Assigned task ▸ Look for "frames" in each line of the records, and copy the lines that have it.
═══ Excerpted data ═══
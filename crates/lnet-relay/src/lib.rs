//! # lnet-relay
//!
//! Relay library for the LNET text protocol.
//!
//! Clients exchange small XML-like stanzas (`login`, `message`, `data`,
//! `request`, `ping`, `pong`) over a plain TCP stream. The relay names each
//! session after its login and forwards addressed stanzas to every session
//! whose name matches the `to` attribute, case-insensitively.
//!
//! ## Architecture
//!
//! - **Codec**: [`codec::StanzaCodec`] frames one top-level element at a time
//!   and keeps inner markup of `message`/`data` bodies verbatim
//! - **Sessions**: each connection is a [`session::Session`] owned by its own
//!   task, which is the only writer of its transport
//! - **Registry**: [`registry::SessionRegistry`] maps live sessions to their
//!   outbound queues for name-based routing
//! - **Server**: [`server::RelayServer`] accepts connections and runs the
//!   per-session dispatch loop

pub mod codec;
pub mod registry;
pub mod server;
pub mod session;
pub mod stanza;

mod error;
mod types;

pub use codec::{Frame, StanzaCodec};
pub use error::RelayError;
pub use registry::{SendResult, SessionHandle, SessionRegistry};
pub use server::{serve_session, RelayServer, RelayServerConfig};
pub use session::{Inbound, Session, SessionConfig};
pub use stanza::Stanza;
pub use types::*;
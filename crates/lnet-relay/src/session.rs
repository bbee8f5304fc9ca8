//! Session handling for individual LNET connections.

use std::time::Duration;

use futures::{SinkExt, StreamExt};
use tokio::io::{AsyncRead, AsyncWrite};
use tokio::sync::mpsc;
use tokio::time::{Instant, Interval, MissedTickBehavior};
use tokio_util::codec::Framed;
use tracing::{debug, info, instrument, warn};

use crate::codec::{Frame, StanzaCodec, MAX_FRAME_SIZE};
use crate::registry::{OutboundStanza, SessionHandle};
use crate::stanza::{Login, Message, Stanza, DEFAULT_GREETING};
use crate::types::{Identity, SessionId, SessionState};
use crate::RelayError;

/// Per-session settings supplied by the accept loop.
#[derive(Debug, Clone)]
pub struct SessionConfig {
    /// Trace raw frames in both directions
    pub debug: bool,
    /// Capacity of the queue other sessions route into (default: 256)
    pub outbound_capacity: usize,
    /// Send a whitespace keepalive this often (default: never)
    pub keepalive_interval: Option<Duration>,
    /// Body of the welcome message (default: "Hello")
    pub greeting: String,
    /// Largest frame read or written (default: 32768)
    pub max_frame_size: usize,
}

impl Default for SessionConfig {
    fn default() -> Self {
        Self {
            debug: false,
            outbound_capacity: 256,
            keepalive_interval: None,
            greeting: DEFAULT_GREETING.to_string(),
            max_frame_size: MAX_FRAME_SIZE,
        }
    }
}

/// The value produced by one receive cycle.
#[derive(Debug, Clone, PartialEq, Eq)]
pub enum Inbound {
    /// An addressed stanza, sender already overwritten, to be routed by its
    /// `to` attribute.
    Routable(Stanza),
    /// A login completed. The welcome has already been written to this
    /// session's peer and must not be routed again.
    LoggedIn { identity: String, welcome: Stanza },
    /// Nothing to route.
    Keepalive,
}

/// One live LNET connection.
///
/// The session owns its codec; it is the only writer of its transport.
/// Stanzas routed to it by other sessions arrive on its outbound queue and
/// are written while [`Session::recv`] waits for input.
pub struct Session<T> {
    id: SessionId,
    framed: Framed<T, StanzaCodec>,
    identity: Identity,
    state: SessionState,
    greeting: String,
    keepalive_period: Option<Duration>,
    keepalive: Option<Interval>,
    outbound_tx: mpsc::Sender<OutboundStanza>,
    outbound_rx: mpsc::Receiver<OutboundStanza>,
}

impl<T> Session<T>
where
    T: AsyncRead + AsyncWrite + Unpin,
{
    /// Wrap a freshly accepted transport.
    pub fn new(transport: T, config: &SessionConfig) -> Self {
        let codec = StanzaCodec::new()
            .with_max_frame_size(config.max_frame_size)
            .with_debug(config.debug);
        let (outbound_tx, outbound_rx) = mpsc::channel(config.outbound_capacity.max(1));

        Self {
            id: SessionId::next(),
            framed: Framed::with_capacity(transport, codec, config.max_frame_size),
            identity: Identity::new(),
            state: SessionState::Unauthenticated,
            greeting: config.greeting.clone(),
            keepalive_period: config.keepalive_interval,
            keepalive: None,
            outbound_tx,
            outbound_rx,
        }
    }

    pub fn id(&self) -> SessionId {
        self.id
    }

    /// Current identity; empty until login.
    pub fn identity(&self) -> String {
        self.identity.get()
    }

    pub fn state(&self) -> SessionState {
        self.state
    }

    /// Handle for the registry: shares this session's identity and queue.
    pub fn handle(&self) -> SessionHandle {
        SessionHandle::new(self.id, self.identity.clone(), self.outbound_tx.clone())
    }

    /// Run one receive cycle.
    ///
    /// Returns `Ok(None)` once the peer has closed the stream. Unknown or
    /// malformed elements end the session with an error; there is no
    /// recovery mid-stream.
    #[instrument(name = "lnet.session.recv", skip(self), fields(session = %self.id))]
    pub async fn recv(&mut self) -> Result<Option<Inbound>, RelayError> {
        if self.state == SessionState::Closed {
            return Ok(None);
        }
        if self.keepalive.is_none() {
            self.keepalive = self.keepalive_period.map(keepalive_interval);
        }

        loop {
            tokio::select! {
                biased;

                Some(outbound) = self.outbound_rx.recv() => {
                    self.deliver(outbound.stanza).await?;
                }
                _ = next_tick(&mut self.keepalive) => {
                    if let Err(e) = self.send_keepalive().await {
                        self.state = SessionState::Closed;
                        return Err(e);
                    }
                }
                frame = self.framed.next() => {
                    return match frame {
                        None => {
                            debug!("Stream ended");
                            self.state = SessionState::Closed;
                            Ok(None)
                        }
                        Some(Err(e)) => {
                            self.state = SessionState::Closed;
                            Err(e)
                        }
                        Some(Ok(stanza)) => match self.dispatch(stanza).await {
                            Ok(inbound) => Ok(Some(inbound)),
                            Err(e) => {
                                self.state = SessionState::Closed;
                                Err(e)
                            }
                        },
                    };
                }
            }
        }
    }

    /// Write a stanza to this session's peer.
    pub async fn send(&mut self, stanza: Stanza) -> Result<(), RelayError> {
        self.framed.send(Frame::Stanza(stanza)).await
    }

    /// Write a single whitespace keepalive.
    pub async fn send_keepalive(&mut self) -> Result<(), RelayError> {
        self.framed.send(Frame::Keepalive).await
    }

    /// Flush and shut down the transport.
    pub async fn close(mut self) -> Result<(), RelayError> {
        self.state = SessionState::Closed;
        self.framed.close().await
    }

    /// Write a stanza routed here by another session.
    async fn deliver(&mut self, stanza: Stanza) -> Result<(), RelayError> {
        match self.send(stanza).await {
            Ok(()) => Ok(()),
            Err(RelayError::FrameTooLarge { limit }) => {
                warn!(limit, "Dropping routed stanza larger than frame limit");
                Ok(())
            }
            Err(e) => {
                self.state = SessionState::Closed;
                Err(e)
            }
        }
    }

    async fn dispatch(&mut self, mut stanza: Stanza) -> Result<Inbound, RelayError> {
        let identity = self.identity.get();
        stanza.set_from((!identity.is_empty()).then_some(identity));

        match stanza {
            Stanza::Login(login) => self.login(login).await,
            Stanza::Ping => {
                debug!("Ping received");
                self.send(Stanza::Pong).await?;
                Ok(Inbound::Keepalive)
            }
            Stanza::Pong => Ok(Inbound::Keepalive),
            stanza @ (Stanza::Message(_) | Stanza::Data(_) | Stanza::Request(_)) => {
                Ok(Inbound::Routable(stanza))
            }
        }
    }

    async fn login(&mut self, login: Login) -> Result<Inbound, RelayError> {
        if self.state == SessionState::Authenticated {
            warn!(
                identity = %self.identity.get(),
                attempted = ?login.name,
                "Ignoring repeated login"
            );
            return Ok(Inbound::Keepalive);
        }

        let name = match login.name {
            Some(name) if !name.is_empty() => name,
            _ => {
                warn!("Ignoring login without a name");
                return Ok(Inbound::Keepalive);
            }
        };

        self.identity.set(name.clone());
        self.state = SessionState::Authenticated;
        info!(
            identity = %name,
            client = ?login.client,
            game = ?login.game,
            lich = ?login.lich,
            "Session logged in"
        );

        let welcome = Stanza::Message(Message::welcome(&name, &self.greeting));
        self.send(welcome.clone()).await?;

        Ok(Inbound::LoggedIn {
            identity: name,
            welcome,
        })
    }
}

fn keepalive_interval(period: Duration) -> Interval {
    let mut interval = tokio::time::interval_at(Instant::now() + period, period);
    interval.set_missed_tick_behavior(MissedTickBehavior::Delay);
    interval
}

async fn next_tick(interval: &mut Option<Interval>) {
    match interval {
        Some(interval) => {
            interval.tick().await;
        }
        None => std::future::pending().await,
    }
}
═══
Reply to the exercise ▸
//! - **Codec**: [`codec::StanzaCodec`] frames one top-level element at a time
    /// Trace raw frames in both directions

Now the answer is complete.